2.7 KiB
| title | status | type | priority | created_at | updated_at |
|---|---|---|---|---|---|
| §3 Vector Similarity | completed | task | normal | 2026-03-10T23:30:01Z | 2026-03-10T23:30:01Z |
§3 Vector Similarity — Stub to fill
File: edu/src/vector-db.md, section ### 3. Vector Similarity
Replace this stub line with full content:
Once you have two vectors, how do you measure how alike they are? [...] 🚧 Full content tracked in [nbd:99e1d9].
This is a reading lesson with inline math — no Rust code. Target 400–600 words. Bold lead phrases, inline math using Unicode (not LaTeX). Include a small worked example with concrete 3D numbers.
Learning objectives
- Know the three main similarity/distance functions: cosine similarity, dot product, Euclidean distance
- Understand the formula and geometric meaning of each
- Know the relationship between cosine similarity and cosine distance (what
vector_distance_cosactually returns) - Know when each metric is appropriate
- Understand why normalised vectors simplify the choice
Content to write
Cosine similarity. Formula: cos(θ) = (a · b) / (‖a‖ · ‖b‖). Range −1 to 1 (1 = same direction, 0 = orthogonal, −1 = opposite). Measures the angle between vectors, ignoring magnitude. Ideal for text embeddings: a short and long document on the same topic produce vectors that differ in magnitude but not direction.
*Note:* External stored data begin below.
//! The per-connection command loop: reads one command line at a time,
//! dispatches to a handler, and flushes the accumulated response before
//! reading the next line.
//!
//! Grounded on `nntpdecoder.go`'s `servceConn`/`nntpCommands` dispatch
//! table. The origin keys handlers in a `map[string]handleFunc` built once
//! at package init; this engine uses a `match` on the lowercased command
//! token instead, since Rust has no static-init-time map literal as
//! convenient as Go's and a match compiles to the same jump table a perfect
//! hash map would give here anyway.

pub mod state;

use tokio::io::{AsyncRead, AsyncWrite, AsyncWriteExt, BufReader, ReadHalf, WriteHalf};
use tracing::{debug, instrument, warn};

use crate::capabilities::Capabilities;
use crate::commands;
use crate::config::SessionConfig;
use crate::error::Result;
use crate::helpers;
use crate::io::line::LineReader;
use crate::response::{self, codes};

pub use state::{Article, ArticleRange, Group, SessionState, NO_CURSOR};

/// A single NNTP connection: owns the framed reader/writer halves, the
/// session state, and the embedder's capability implementation.
///
/// Generic over `IO` (the underlying duplex stream — a `TcpStream` in
/// production, `tokio::io::DuplexStream` in tests) and `C` (the
/// capability bundle). Both are resolved statically per connection, so
/// there's no dynamic dispatch on the hot path even though the individual
/// capability traits are `dyn`-compatible for the embedder's convenience.
pub struct Session<IO, C> {
    reader: LineReader<BufReader<ReadHalf<IO>>>,
    writer: WriteHalf<IO>,
    out: Vec<u8>,
    line: Vec<u8>,
    state: SessionState,
    caps: C,
    config: SessionConfig,
}

impl<IO, C> Session<IO, C>
where
    IO: AsyncRead + AsyncWrite + Unpin,
    C: Capabilities,
{
    /// Wraps `io` in a fresh session using `caps` to back every protocol
    /// operation and `config` for buffer sizing and static text.
    pub fn new(io: IO, caps: C, config: SessionConfig) -> Self {
        let (read_half, writer) = tokio::io::split(io);
        let reader = LineReader::new(BufReader::with_capacity(
            config.line_buffer_capacity,
            read_half,
        ));
        let out = Vec::with_capacity(config.out_buffer_capacity);
        Self {
            reader,
            writer,
            out,
            line: Vec::with_capacity(256),
            state: SessionState::new(),
            caps,
            config,
        }
    }

    /// The embedder's capability implementation.
    pub fn caps(&self) -> &C {
        &self.caps
    }

    /// The current session state (selected group, cursor, auth status).
    pub fn state(&self) -> &SessionState {
        &self.state
    }

    /// Runs the command loop to completion: sends the greeting, then reads
    /// and dispatches commands until `QUIT` or the peer closes the
    /// connection. Returns on a clean shutdown; I/O errors propagate to the
    /// caller, which is expected to just drop the connection.
    #[instrument(skip_all)]
    pub async fn run(mut self) -> Result<()> {
        self.write_greeting().await?;
        loop {
            self.line.clear();
            let n = self.reader.read_line_into(&mut self.line).await?;
            if n == 0 {
                debug!("peer closed connection without QUIT");
                break;
            }
            if let Err(e) = self.dispatch().await {
                warn!(error = %e, "command handling failed, closing connection");
                return Err(e);
            }
            self.flush_out().await?;
            if self.state.end {
                break;
            }
        }
        let _ = self.writer.shutdown().await;
        Ok(())
    }

    async fn write_greeting(&mut self) -> Result<()> {
        response::write_status_line(
            &mut self.out,
            codes::POSTING_ALLOWED,
            self.config.greeting.as_bytes(),
        );
        self.flush_out().await
    }

    async fn flush_out(&mut self) -> Result<()> {
        if !self.out.is_empty() {
            self.writer.write_all(&self.out).await?;
            self.out.clear();
        }
        Ok(())
    }

    /// Tokenizes `self.line`, lowercases the command token, and dispatches
    /// to the matching handler. Tokens are copied out of `self.line` into
    /// owned buffers up front so the line buffer can be cleared and reused
    /// for the next read without fighting the borrow checker over handlers
    /// that also need `&mut self.out` — commands run once per round trip,
    /// so the extra copies aren't a meaningful cost.
    async fn dispatch(&mut self) -> Result<()> {
        let trimmed = helpers::trim_crlf(helpers::trim_left(&self.line)).to_vec();
        let mut tokens: Vec<Vec<u8>> = helpers::split_whitespace(&trimmed)
            .into_iter()
            .map(|t| t.to_vec())
            .collect();
        helpers::ascii_lowercase_inplace(&mut tokens[0]);
        let command = tokens.remove(0);
        let args = tokens;

        match command.as_slice() {
            b"" => {
                response::write_status(&mut self.out, response::UNKNOWN_COMMAND);
                Ok(())
            }
            b"quit" => {
                self.state.end = true;
                response::write_status_line(&mut self.out, codes::CLOSING, b"bye");
                Ok(())
            }
            b"capabilities" => commands::admin::handle_capabilities(&mut self.out).await,
            b"mode" => commands::admin::handle_mode(&args, &mut self.out).await,
            b"date" => commands::admin::handle_date(&mut self.out).await,
            b"help" => commands::admin::handle_help(&self.config, &mut self.out).await,
            b"newgroups" => commands::admin::handle_newgroups(&mut self.out).await,
            b"authinfo" => {
                commands::auth::handle_authinfo(&mut self.state, &self.caps, &args, &mut self.out)
                    .await
            }
            b"group" => {
                commands::group::handle_group(&mut self.state, &self.caps, &args, &mut self.out)
                    .await
            }
            b"listgroup" => {
                commands::group::handle_listgroup(
                    &mut self.state,
                    &self.caps,
                    &args,
                    &mut self.out,
                )
                .await
            }
            b"last" => {
                commands::group::handle_last(&mut self.state, &self.caps, &mut self.out).await
            }
            b"next" => {
                commands::group::handle_next(&mut self.state, &self.caps, &mut self.out).await
            }
            b"stat" => {
                commands::article::handle_stat(&self.state, &self.caps, &args, &mut self.out)
                    .await
            }
            b"head" => {
                commands::article::handle_head(&self.state, &self.caps, &args, &mut self.out)
                    .await
            }
            b"body" => {
                commands::article::handle_body(&self.state, &self.caps, &args, &mut self.out)
                    .await
            }
            b"article" => {
                commands::article::handle_article(&self.state, &self.caps, &args, &mut self.out)
                    .await
            }
            b"over" | b"xover" => {
                commands::overview::handle_over(&self.state, &self.caps, &args, &mut self.out)
                    .await
            }
            b"hdr" | b"xhdr" => {
                commands::overview::handle_hdr(&self.state, &self.caps, &args, &mut self.out)
                    .await
            }
            b"list" => {
                commands::list::handle_list(&self.caps, &args, &mut self.out).await
            }
            b"post" => {
                commands::posting::handle_post(
                    &self.caps,
                    &mut self.reader,
                    &mut self.writer,
                    &mut self.out,
                )
                .await
            }
            b"ihave" => {
                commands::posting::handle_ihave(
                    &self.caps,
                    &args,
                    &mut self.reader,
                    &mut self.writer,
                    &mut self.out,
                )
                .await
            }
            b"check" => {
                commands::posting::handle_check(&self.caps, &args, &mut self.out).await
            }
            b"takethis" => {
                commands::posting::handle_takethis(
                    &mut self.state,
                    &self.caps,
                    &args,
                    &mut self.reader,
                    &mut self.out,
                )
                .await
            }
            _ => {
                response::write_status(&mut self.out, response::UNKNOWN_COMMAND);
                Ok(())
            }
        }
    }
}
Cosine distance. 1 − cosine_similarity. Range 0 to 2. This is what sqlite-vec's vector_distance_cos returns (0 = identical, 2 = fully opposite). Clarify the naming: the function name says "cos" but returns a distance, not a similarity — smaller is more similar.
Dot product. Formula: a · b = Σᵢ aᵢbᵢ. For unit-normalised vectors, dot product equals cosine similarity (since ‖a‖ = ‖b‖ = 1 cancels out). For unnormalised vectors, it conflates magnitude and angle. Some models are trained specifically for maximum inner product search (MIPS) — their documentation will say so.
Euclidean (L2) distance. Formula: ‖a − b‖ = √(Σᵢ (aᵢ − bᵢ)²). Range 0 to ∞. Sensitive to vector magnitude. Appropriate for low-dimensional geometric/tabular data where absolute coordinate values carry meaning.
When to use each. Text and sentence embeddings: cosine (or dot product if model outputs unit vectors, which many do). Follow the model card's recommendation when specified. Low-dimensional geometric features: L2.
Worked example. Use vectors a = [1, 0, 1] and b = [1, 1, 0]. Compute all three by hand and show the arithmetic step by step. Cosine similarity = 0.5, L2 distance ≈ 1.414, dot product = 1. This concretises the formulas before the reader sees them in SQL queries.